Être en paix avec le sexe
Pour la plupart des couples, le sexe est très important. Si ça marche sur le plan sexuel, ça ne détermine jamais que 5 % de votre relation. Mais si ce n’est pas le cas, cela peut monter jusqu’à 50 %. À quoi ressemble une vie sexuelle ‘normale’ ? Nous pensons toujours que la plupart des couples font l’amour au moins deux fois par semaine, mais en réalité, nous faisons l’amour en moyenne deux à trois fois par mois. Je suis convaincue que les relations peuvent être maintenues si le sexe devient une réflexion après coup, si vous et votre partenaire êtes tous deux en paix avec cet aspect. Est-il problématique de n’avoir des relations sexuelles que pour faire plaisir à son partenaire ou avoir des enfants ? Je n’oserais pas dire ça, bien que ce soit possible si c’est la seule motivation. Il est important de continuer à en profiter soi-même. En faire un rituel peut être agréable en soi. Je ne suis pas contre le sexe planifié, mais je suis contre si la spontanéité n’est plus jamais de mise et que vous savez à l’avance à quoi ressemblera votre prochain rapport sexuel.

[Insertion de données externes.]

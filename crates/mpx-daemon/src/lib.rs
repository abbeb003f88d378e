//! mpx-daemon
//!
//! HTTP surface of the workflow engine. `main.rs` wires config, storage,
//! tracing and middleware; handlers live in `routes`, shared state in
//! `state`, wire types in `api_types`.

pub mod api_types;
pub mod routes;
pub mod state;
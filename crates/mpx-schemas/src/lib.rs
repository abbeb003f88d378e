//! mpx-schemas
//!
//! Persisted document shapes for the RFQ → Quotation → Order workflow.
//!
//! Field names on the wire are camelCase and must stay compatible with
//! records already written by the marketplace (`rfqId`, `quotationId`,
//! `orderId`, `status`, `paymentStatus`, `timeline[].status`,
//! `timeline[].timestamp`, `timeline[].updatedBy`). Everything in this crate
//! is plain data: no IO, no clock, no authorization.

mod actor;
mod money;
mod order;
mod quotation;
mod rfq;

pub use actor::{Actor, Role};
pub use money::{micros_to_price, price_to_micros, PricingError, MICROS_PER_UNIT};
pub use order::{Order, OrderStatus, PaymentStatus, TimelineEvent, TIMELINE_CREATED};
pub use quotation::{Quotation, QuotationStatus};
pub use rfq::{Rfq, RfqStatus, VesselInfo};

use serde::{de::DeserializeOwned, Serialize};

/// A document stored under a fixed collection name, keyed by its own id.
pub trait Document: Serialize + DeserializeOwned + Send + Sync {
    /// Collection the document lives in (e.g. `"rfqs"`).
    const COLLECTION: &'static str;

    /// Human-readable entity name used in error messages.
    const ENTITY: &'static str;

    fn id(&self) -> &str;
}

impl Document for Rfq {
    const COLLECTION: &'static str = "rfqs";
    const ENTITY: &'static str = "rfq";

    fn id(&self) -> &str {
        &self.rfq_id
    }
}

impl Document for Quotation {
    const COLLECTION: &'static str = "quotations";
    const ENTITY: &'static str = "quotation";

    fn id(&self) -> &str {
        &self.quotation_id
    }
}

impl Document for Order {
    const COLLECTION: &'static str = "orders";
    const ENTITY: &'static str = "order";

    fn id(&self) -> &str {
        &self.order_id
    }
}

/// Error returned when a status string does not name a known variant.
#[derive(Debug, Clone, PartialEq, Eq, thiserror::Error)]
#[error("unknown {kind}: {value:?}")]
pub struct ParseStatusError {
    pub kind: &'static str,
    pub value: String,
}
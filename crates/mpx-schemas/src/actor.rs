use serde::{Deserialize, Serialize};
use std::fmt;

/// Marketplace role of the caller. Closed set; every authorization check
/// matches on it exhaustively.
#[derive(Debug, Clone, Copy, PartialEq, Eq, Hash, Serialize, Deserialize)]
#[serde(rename_all = "snake_case")]
pub enum Role {
    Shipowner,
    Supplier,
    /// Platform operator / system process.
    Admin,
}

impl Role {
    pub fn as_str(&self) -> &'static str {
        match self {
            Role::Shipowner => "shipowner",
            Role::Supplier => "supplier",
            Role::Admin => "admin",
        }
    }
}

impl fmt::Display for Role {
    fn fmt(&self, f: &mut fmt::Formatter<'_>) -> fmt::Result {
        f.write_str(self.as_str())
    }
}

/// An authenticated caller: user id plus the role it acts under.
#[derive(Debug, Clone, PartialEq, Eq, Hash, Serialize, Deserialize)]
pub struct Actor {
    pub id: String,
    pub role: Role,
}

impl Actor {
    pub fn new(id: impl Into<String>, role: Role) -> Self {
        Self {
            id: id.into(),
            role,
        }
    }

    pub fn shipowner(id: impl Into<String>) -> Self {
        Self::new(id, Role::Shipowner)
    }

    pub fn supplier(id: impl Into<String>) -> Self {
        Self::new(id, Role::Supplier)
    }

    pub fn admin(id: impl Into<String>) -> Self {
        Self::new(id, Role::Admin)
    }
}
//! Order manager: creation from an accepted quotation, status transitions
//! and payment updates. Every change appends to the order's timeline in the
//! same transaction.

pub mod state_machine;

use chrono::{DateTime, Utc};
use mpx_audit::{find_request, NewTimelineEntry, TimelineRecorder};
use mpx_notify::NotificationKind;
use mpx_schemas::{
    Actor, Order, OrderStatus, PaymentStatus, Quotation, Rfq, Role, TIMELINE_CREATED,
};
use mpx_store::Transaction;
use serde_json::json;
use tracing::{debug, info};
use uuid::Uuid;

use crate::{run_transaction, Workflow, WorkflowError};
use state_machine::{check_payment, check_transition, Party, Rejection};

/// Namespace for order ids derived from quotation ids.
const ORDER_ID_NAMESPACE: Uuid = Uuid::from_u128(0x6d70_785f_6f72_6465_725f_6e73_5f76_3031);

/// Deterministic order id for a quotation. Two orders for one quotation
/// would share an id, so the store's create precondition rejects the second.
pub fn order_id_for(quotation_id: &str) -> String {
    Uuid::new_v5(&ORDER_ID_NAMESPACE, quotation_id.as_bytes()).to_string()
}

/// Resolve `actor` to its party on `order`. Admins act as the system.
pub fn party_of(order: &Order, actor: &Actor) -> Result<Party, WorkflowError> {
    match actor.role {
        Role::Shipowner if actor.id == order.shipowner_id => Ok(Party::Shipowner),
        Role::Supplier if actor.id == order.supplier_id => Ok(Party::Supplier),
        Role::Admin => Ok(Party::System),
        Role::Shipowner | Role::Supplier => Err(WorkflowError::Authorization),
    }
}

/// The system party only closes orders (`target` is `Some(Completed)`);
/// every other request from it is refused before the order's state is
/// looked at. `None` stands for a payment update.
fn admit_system(party: Party, target: Option<OrderStatus>) -> Result<(), WorkflowError> {
    match (party, target) {
        (Party::System, Some(OrderStatus::Completed)) => Ok(()),
        (Party::System, _) => Err(WorkflowError::Authorization),
        (Party::Shipowner | Party::Supplier, _) => Ok(()),
    }
}

#[derive(Debug, Clone)]
pub struct TransitionRequest {
    pub order_id: String,
    pub target: OrderStatus,
    pub description: Option<String>,
    /// Replaying a request id already on the timeline is a no-op.
    pub request_id: Option<String>,
}

#[derive(Debug, Clone)]
pub struct PaymentRequest {
    pub order_id: String,
    pub target: PaymentStatus,
    pub description: Option<String>,
    pub request_id: Option<String>,
}

/// Result of a change request: the order after the call, and whether this
/// call changed it (false on idempotent replay).
struct Applied {
    order: Order,
    changed: bool,
}

pub struct OrderManager<'a> {
    wf: &'a Workflow,
}

impl<'a> OrderManager<'a> {
    pub(crate) fn new(wf: &'a Workflow) -> Self {
        Self { wf }
    }

    /// Move an order to `req.target` on behalf of `actor`.
    pub async fn transition(
        &self,
        req: &TransitionRequest,
        actor: &Actor,
        now: DateTime<Utc>,
    ) -> Result<Order, WorkflowError> {
        let request_id = checked_request_id(req.request_id.as_deref())?;
        let description = req
            .description
            .as_deref()
            .map(str::trim)
            .filter(|d| !d.is_empty())
            .map(str::to_string)
            .unwrap_or_else(|| format!("Order status changed to {}", req.target));
        let order_id = req.order_id.as_str();
        let target = req.target;

        let applied = run_transaction(&self.wf.store, &self.wf.retry, "order.transition", |mut tx| {
            let description = description.clone();
            async move {
                let mut order = load_order(&mut tx, order_id).await?;
                let party = party_of(&order, actor)?;
                admit_system(party, Some(target))?;
                if let Some(rid) = request_id {
                    if find_request(&order.timeline, rid).is_some() {
                        return Ok((tx, Applied { order, changed: false }));
                    }
                }
                check_transition(order.status, target, party, order.payment_status)
                    .map_err(|r| refused(&order, order.status, r))?;

                order.status = target;
                order.updated_at = now;
                TimelineRecorder::new(&mut order.timeline).append(NewTimelineEntry {
                    status: target.as_str().to_string(),
                    description,
                    updated_by: actor.id.clone(),
                    timestamp: now,
                    request_id: request_id.map(str::to_string),
                })?;
                tx.update(&order)?;
                Ok((tx, Applied { order, changed: true }))
            }
        })
        .await?;

        let Applied { order, changed } = applied;
        if !changed {
            debug!(order_id, request_id, "transition replayed; no change");
            return Ok(order);
        }
        info!(order_id, status = %order.status, actor_id = %actor.id, "order transitioned");
        self.notify_parties(
            &order,
            actor,
            NotificationKind::OrderStatusChanged,
            json!({ "orderId": order.order_id, "status": order.status }),
        );
        Ok(order)
    }

    /// Advance the payment axis on behalf of `actor`.
    pub async fn update_payment(
        &self,
        req: &PaymentRequest,
        actor: &Actor,
        now: DateTime<Utc>,
    ) -> Result<Order, WorkflowError> {
        let request_id = checked_request_id(req.request_id.as_deref())?;
        let description = req
            .description
            .as_deref()
            .map(str::trim)
            .filter(|d| !d.is_empty())
            .map(str::to_string)
            .unwrap_or_else(|| format!("Payment status changed to {}", req.target));
        let order_id = req.order_id.as_str();
        let target = req.target;

        let applied = run_transaction(&self.wf.store, &self.wf.retry, "order.update_payment", |mut tx| {
            let description = description.clone();
            async move {
                let mut order = load_order(&mut tx, order_id).await?;
                let party = party_of(&order, actor)?;
                admit_system(party, None)?;
                if let Some(rid) = request_id {
                    if find_request(&order.timeline, rid).is_some() {
                        return Ok((tx, Applied { order, changed: false }));
                    }
                }
                check_payment(order.status, order.payment_status, target, party)
                    .map_err(|r| refused(&order, order.payment_status, r))?;

                order.payment_status = target;
                order.updated_at = now;
                TimelineRecorder::new(&mut order.timeline).append(NewTimelineEntry {
                    status: target.as_str().to_string(),
                    description,
                    updated_by: actor.id.clone(),
                    timestamp: now,
                    request_id: request_id.map(str::to_string),
                })?;
                tx.update(&order)?;
                Ok((tx, Applied { order, changed: true }))
            }
        })
        .await?;

        let Applied { order, changed } = applied;
        if !changed {
            debug!(order_id, request_id, "payment update replayed; no change");
            return Ok(order);
        }
        info!(order_id, payment_status = %order.payment_status, actor_id = %actor.id, "order payment updated");
        self.notify_parties(
            &order,
            actor,
            NotificationKind::PaymentUpdated,
            json!({ "orderId": order.order_id, "paymentStatus": order.payment_status }),
        );
        Ok(order)
    }

    pub async fn get(&self, order_id: &str) -> Result<Order, WorkflowError> {
        debug!(order_id, "order get");
        let mut tx = self.wf.reader();
        load_order(&mut tx, order_id).await
    }

    /// Orders where `user_id` is either party, oldest first.
    pub async fn list_for_user(&self, user_id: &str) -> Result<Vec<Order>, WorkflowError> {
        debug!(user_id, "order list");
        let mut tx = self.wf.reader();
        let mut orders = tx.query::<Order>("shipownerId", user_id).await?;
        for o in tx.query::<Order>("supplierId", user_id).await? {
            if !orders.iter().any(|x| x.order_id == o.order_id) {
                orders.push(o);
            }
        }
        orders.sort_by(|a, b| {
            a.created_at
                .cmp(&b.created_at)
                .then_with(|| a.order_id.cmp(&b.order_id))
        });
        Ok(orders)
    }

    /// Counterparty of the actor; both parties when the system acted.
    fn notify_parties(
        &self,
        order: &Order,
        actor: &Actor,
        kind: NotificationKind,
        payload: serde_json::Value,
    ) {
        match order.counterparty_of(&actor.id) {
            Some(other) => self.wf.notifier.notify(other, kind, payload),
            None => {
                self.wf
                    .notifier
                    .notify(&order.shipowner_id, kind, payload.clone());
                self.wf.notifier.notify(&order.supplier_id, kind, payload);
            }
        }
    }
}

fn checked_request_id(request_id: Option<&str>) -> Result<Option<&str>, WorkflowError> {
    match request_id {
        Some(rid) if rid.trim().is_empty() => {
            Err(WorkflowError::validation("requestId must not be blank"))
        }
        other => Ok(other),
    }
}

fn refused(order: &Order, current: impl ToString, rejection: Rejection) -> WorkflowError {
    match rejection {
        Rejection::RoleNotPermitted => WorkflowError::Authorization,
        other => WorkflowError::invalid_state::<Order>(&order.order_id, current, other.describe()),
    }
}

pub(crate) async fn load_order(tx: &mut Transaction, order_id: &str) -> Result<Order, WorkflowError> {
    tx.get::<Order>(order_id)
        .await?
        .ok_or_else(|| WorkflowError::not_found::<Order>(order_id))
}

/// Build the order for an accepted quotation, with its `created` timeline
/// entry.
pub(crate) fn new_order_from_acceptance(
    quotation: &Quotation,
    rfq: &Rfq,
    actor: &Actor,
    now: DateTime<Utc>,
) -> Result<Order, WorkflowError> {
    let mut order = Order {
        order_id: order_id_for(&quotation.quotation_id),
        quotation_id: quotation.quotation_id.clone(),
        rfq_id: rfq.rfq_id.clone(),
        shipowner_id: rfq.owner_id.clone(),
        supplier_id: quotation.supplier_id.clone(),
        amount_micros: quotation.price_micros,
        currency: quotation.currency.clone(),
        status: OrderStatus::PendingSupplierApproval,
        payment_status: PaymentStatus::Pending,
        timeline: Vec::new(),
        created_at: now,
        updated_at: now,
    };
    TimelineRecorder::new(&mut order.timeline).append(NewTimelineEntry {
        status: TIMELINE_CREATED.to_string(),
        description: format!("Order created from quotation {}", quotation.quotation_id),
        updated_by: actor.id.clone(),
        timestamp: now,
        request_id: None,
    })?;
    Ok(order)
}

Un bon conseil pour une expérience sexuelle positive : assurez-vous d’avoir une bonne relation sexuelle avec vous-même. Il est important que vous puissiez vous donner du plaisir et connaître votre corps.

Cela permet d’avoir une bonne confiance en soi sur le plan sexuel, ce qui constitue le meilleur point de ­départ possible.”